§ ACTION ITEM
Show each line of the entries below in which the word "without" appears.

:: DATA PROVIDED

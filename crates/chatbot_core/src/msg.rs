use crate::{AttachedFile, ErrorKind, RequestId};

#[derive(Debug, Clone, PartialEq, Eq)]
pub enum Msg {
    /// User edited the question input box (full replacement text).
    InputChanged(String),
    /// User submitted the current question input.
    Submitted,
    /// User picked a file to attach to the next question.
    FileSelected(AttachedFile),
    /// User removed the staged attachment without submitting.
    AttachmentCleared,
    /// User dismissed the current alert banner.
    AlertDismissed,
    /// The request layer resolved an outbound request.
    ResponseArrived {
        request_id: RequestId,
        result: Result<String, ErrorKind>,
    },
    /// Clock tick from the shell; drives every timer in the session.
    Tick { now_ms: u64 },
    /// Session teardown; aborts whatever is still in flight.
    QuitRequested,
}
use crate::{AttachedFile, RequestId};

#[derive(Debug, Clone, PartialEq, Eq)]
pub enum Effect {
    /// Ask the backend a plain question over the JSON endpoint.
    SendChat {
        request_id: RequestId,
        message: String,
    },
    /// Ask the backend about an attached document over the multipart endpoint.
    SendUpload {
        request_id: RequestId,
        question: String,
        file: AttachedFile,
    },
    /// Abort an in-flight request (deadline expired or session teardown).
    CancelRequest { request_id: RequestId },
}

::::
:: DATA PROVIDED

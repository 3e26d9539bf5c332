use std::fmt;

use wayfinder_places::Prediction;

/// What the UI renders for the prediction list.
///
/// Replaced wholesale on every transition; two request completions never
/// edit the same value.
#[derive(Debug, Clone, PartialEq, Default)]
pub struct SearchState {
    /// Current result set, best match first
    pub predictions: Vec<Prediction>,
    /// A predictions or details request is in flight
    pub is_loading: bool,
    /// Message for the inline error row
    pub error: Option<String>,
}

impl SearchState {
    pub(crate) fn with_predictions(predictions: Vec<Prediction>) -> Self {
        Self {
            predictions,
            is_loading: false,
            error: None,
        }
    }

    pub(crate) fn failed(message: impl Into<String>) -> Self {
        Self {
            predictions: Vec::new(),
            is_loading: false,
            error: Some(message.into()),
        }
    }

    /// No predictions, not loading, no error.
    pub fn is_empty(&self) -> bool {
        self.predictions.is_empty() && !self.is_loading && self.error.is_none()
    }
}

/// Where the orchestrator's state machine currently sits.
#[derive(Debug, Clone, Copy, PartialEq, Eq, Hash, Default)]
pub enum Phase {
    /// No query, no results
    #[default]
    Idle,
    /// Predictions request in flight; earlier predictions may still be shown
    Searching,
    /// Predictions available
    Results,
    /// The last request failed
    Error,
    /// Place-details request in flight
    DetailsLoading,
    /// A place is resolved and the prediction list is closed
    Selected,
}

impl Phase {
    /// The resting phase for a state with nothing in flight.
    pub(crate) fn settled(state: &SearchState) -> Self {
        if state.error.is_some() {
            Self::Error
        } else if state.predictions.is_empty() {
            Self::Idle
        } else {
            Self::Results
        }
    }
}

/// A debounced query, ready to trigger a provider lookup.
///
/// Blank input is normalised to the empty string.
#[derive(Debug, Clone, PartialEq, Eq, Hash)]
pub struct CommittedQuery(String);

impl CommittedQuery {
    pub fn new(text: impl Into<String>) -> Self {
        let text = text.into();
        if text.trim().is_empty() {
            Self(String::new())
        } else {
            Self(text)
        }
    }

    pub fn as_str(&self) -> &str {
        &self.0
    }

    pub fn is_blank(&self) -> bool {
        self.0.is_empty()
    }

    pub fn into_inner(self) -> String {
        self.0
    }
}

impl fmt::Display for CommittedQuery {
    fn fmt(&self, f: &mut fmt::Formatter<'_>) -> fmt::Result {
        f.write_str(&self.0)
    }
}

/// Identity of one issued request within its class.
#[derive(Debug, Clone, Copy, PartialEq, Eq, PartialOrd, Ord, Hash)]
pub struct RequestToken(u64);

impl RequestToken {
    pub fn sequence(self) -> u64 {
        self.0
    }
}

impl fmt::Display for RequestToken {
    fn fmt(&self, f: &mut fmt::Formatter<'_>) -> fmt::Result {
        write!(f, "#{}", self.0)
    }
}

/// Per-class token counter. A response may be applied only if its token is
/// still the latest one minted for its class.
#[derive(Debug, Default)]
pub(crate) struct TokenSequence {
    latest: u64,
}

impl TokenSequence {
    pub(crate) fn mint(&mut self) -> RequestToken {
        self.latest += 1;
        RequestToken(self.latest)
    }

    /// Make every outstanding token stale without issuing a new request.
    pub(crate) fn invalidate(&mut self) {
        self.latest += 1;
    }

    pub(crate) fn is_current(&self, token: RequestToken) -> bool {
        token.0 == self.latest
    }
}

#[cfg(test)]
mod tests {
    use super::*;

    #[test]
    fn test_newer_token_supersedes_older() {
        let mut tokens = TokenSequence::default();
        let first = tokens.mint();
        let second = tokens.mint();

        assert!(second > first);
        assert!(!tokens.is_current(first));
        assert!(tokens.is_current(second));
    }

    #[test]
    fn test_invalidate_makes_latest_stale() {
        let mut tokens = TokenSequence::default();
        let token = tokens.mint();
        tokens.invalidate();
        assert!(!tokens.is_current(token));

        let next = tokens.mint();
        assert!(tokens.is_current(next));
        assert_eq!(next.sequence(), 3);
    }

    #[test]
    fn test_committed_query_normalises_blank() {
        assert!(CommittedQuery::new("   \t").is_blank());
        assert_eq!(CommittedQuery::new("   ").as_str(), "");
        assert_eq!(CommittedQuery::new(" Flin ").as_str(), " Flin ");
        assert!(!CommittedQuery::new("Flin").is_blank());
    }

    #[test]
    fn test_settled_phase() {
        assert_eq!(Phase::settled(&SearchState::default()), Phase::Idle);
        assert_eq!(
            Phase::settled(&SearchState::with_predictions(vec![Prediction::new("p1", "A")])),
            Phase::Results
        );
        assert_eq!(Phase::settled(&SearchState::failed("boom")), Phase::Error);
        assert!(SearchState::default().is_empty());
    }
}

::::
:: DATA PROVIDED

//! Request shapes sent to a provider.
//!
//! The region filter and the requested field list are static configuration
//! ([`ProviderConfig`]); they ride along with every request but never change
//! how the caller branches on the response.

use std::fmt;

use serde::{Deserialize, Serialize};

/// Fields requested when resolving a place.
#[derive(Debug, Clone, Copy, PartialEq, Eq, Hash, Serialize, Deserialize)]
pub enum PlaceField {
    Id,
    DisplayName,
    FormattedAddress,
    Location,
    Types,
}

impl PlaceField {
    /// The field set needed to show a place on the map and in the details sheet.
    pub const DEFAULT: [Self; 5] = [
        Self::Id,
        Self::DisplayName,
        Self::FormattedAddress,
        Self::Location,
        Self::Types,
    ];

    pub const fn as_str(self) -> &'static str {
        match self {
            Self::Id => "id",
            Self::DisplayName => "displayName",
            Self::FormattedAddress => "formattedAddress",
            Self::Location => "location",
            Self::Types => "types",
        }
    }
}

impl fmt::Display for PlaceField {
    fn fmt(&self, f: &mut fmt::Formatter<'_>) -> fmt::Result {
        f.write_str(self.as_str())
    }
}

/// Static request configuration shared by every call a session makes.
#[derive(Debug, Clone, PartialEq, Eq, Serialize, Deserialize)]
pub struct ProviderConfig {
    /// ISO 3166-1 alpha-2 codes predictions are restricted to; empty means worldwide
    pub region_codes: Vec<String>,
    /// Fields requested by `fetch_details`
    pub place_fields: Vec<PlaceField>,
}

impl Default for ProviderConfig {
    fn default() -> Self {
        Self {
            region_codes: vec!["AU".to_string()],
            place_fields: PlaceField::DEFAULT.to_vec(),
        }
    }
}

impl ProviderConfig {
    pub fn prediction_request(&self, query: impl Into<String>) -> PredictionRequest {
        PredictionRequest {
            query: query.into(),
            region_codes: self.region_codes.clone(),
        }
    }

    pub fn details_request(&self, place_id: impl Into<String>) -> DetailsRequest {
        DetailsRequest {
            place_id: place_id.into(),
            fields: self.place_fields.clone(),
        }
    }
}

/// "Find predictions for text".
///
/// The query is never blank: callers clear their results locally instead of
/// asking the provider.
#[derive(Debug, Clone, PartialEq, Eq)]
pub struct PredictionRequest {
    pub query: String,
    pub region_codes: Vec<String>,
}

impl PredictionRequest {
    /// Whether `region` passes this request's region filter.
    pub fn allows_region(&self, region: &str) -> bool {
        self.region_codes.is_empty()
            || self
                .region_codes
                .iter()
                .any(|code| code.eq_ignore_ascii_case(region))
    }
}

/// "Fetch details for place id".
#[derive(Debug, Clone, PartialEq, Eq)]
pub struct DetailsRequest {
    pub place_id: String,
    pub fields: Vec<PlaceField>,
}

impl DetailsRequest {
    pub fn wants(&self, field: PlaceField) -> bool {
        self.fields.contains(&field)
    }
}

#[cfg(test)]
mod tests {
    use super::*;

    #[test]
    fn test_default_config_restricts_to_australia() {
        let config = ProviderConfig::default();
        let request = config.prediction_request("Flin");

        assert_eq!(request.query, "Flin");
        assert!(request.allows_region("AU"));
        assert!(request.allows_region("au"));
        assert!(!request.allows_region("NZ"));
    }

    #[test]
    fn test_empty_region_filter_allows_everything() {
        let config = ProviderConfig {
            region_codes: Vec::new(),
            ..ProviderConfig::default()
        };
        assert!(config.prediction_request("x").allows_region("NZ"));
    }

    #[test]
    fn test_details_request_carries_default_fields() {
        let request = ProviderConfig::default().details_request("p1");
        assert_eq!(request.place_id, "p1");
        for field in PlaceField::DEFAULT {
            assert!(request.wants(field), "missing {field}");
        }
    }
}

::::

§ WRITTEN RESPONSE
    /// User removed the staged attachment without submitting.
    /// Make every outstanding token stale without issuing a new request.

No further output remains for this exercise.